Research Paper Advance Articles
Comprehensive analysis of circular RNA profiles in skeletal muscles of aging mice and after aerobic exercise intervention
- 1 Department of Endocrine and Metabolic Diseases, The First Affiliated Hospital of Wenzhou Medical University, Wenzhou, Zhejiang, China
- 2 Shanghai Key Laboratory of Regulatory Biology, Institute of Biomedical Sciences and School of Life Sciences, East China Normal University, Shanghai, China
- 3 Key Laboratory of Adolescent Health Assessment and Exercise Intervention, Ministry of Education, East China Normal University, Shanghai, China
received: July 13, 2019 ; accepted: March 9, 2020 ; published: March 17, 2020 ;https://doi.org/10.18632/aging.102932
How to Cite
Copyright © 2020 Guo et al. This is an open-access article distributed under the terms of the Creative Commons Attribution License (CC BY 3.0), which permits unrestricted use, distribution, and reproduction in any medium, provided the original author and source are credited.

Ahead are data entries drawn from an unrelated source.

//! # Repository Module
//!
//! Database repository implementations for the catalog.
//!
//! ## Repository Pattern
//! ```text
//! ┌─────────────────────────────────────────────────────────────────────────┐
//! │                    Repository Pattern                                   │
//! │                                                                         │
//! │  SqliteKeyValueStore (catalog-store)                                   │
//! │       │                                                                 │
//! │       │  db.kv().get("products")                                       │
//! │       ▼                                                                 │
//! │  KeyValueRepository                                                    │
//! │  ├── get(&self, key)                                                   │
//! │  ├── set(&self, key, value)                                            │
//! │  ├── remove(&self, key)                                                │
//! │  └── keys(&self)                                                       │
//! │       │                                                                 │
//! │       │  SQL Query                                                      │
//! │       ▼                                                                 │
//! │  SQLite Database (kv_store table)                                      │
//! └─────────────────────────────────────────────────────────────────────────┘
//! ```
//!
//! ## Available Repositories
//!
//! - [`KeyValueRepository`](kv::KeyValueRepository) - string documents by key

pub mod kv;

Aging induces gradual accumulation of damages in cells and tissues, which leads to physiological dysfunctions. Aging-associated muscle dysfunction is commonly seen in aged population and severely affects their physical activity and life quality, against which aerobic training has been shown to exert antagonizing or alleviating effects. Circular RNAs (circRNAs) play important roles in various physiological processes, yet their involvement in aging-associated muscle dysfunction is not well understood. In this study, we performed comprehensive analysis of circRNAs profiles in quadriceps muscles in sedentary young and aging mice, as well as aging mice with aerobic exercise using RNA sequencing. Our results identified circRNAs altered by factors of aging and aerobic exercise. Their host genes were then predicted and analyzed by gene ontology enrichment analysis. Importantly, we found that circBBS9 featured decreased levels in aging compared to young mice and elevated expression in exercise versus sedentary aging mice. Besides, we performed GO and KEGG analysis on circBBS9 target genes, as well as established the circBBS9-miRNA-mRNAs interaction network. Our results indicate that circBBS9 may play active roles in muscle aging by mediating the benefits of aerobic training intervention, thus may serve as a novel therapeutic target combating aging-associated muscle dysfunction.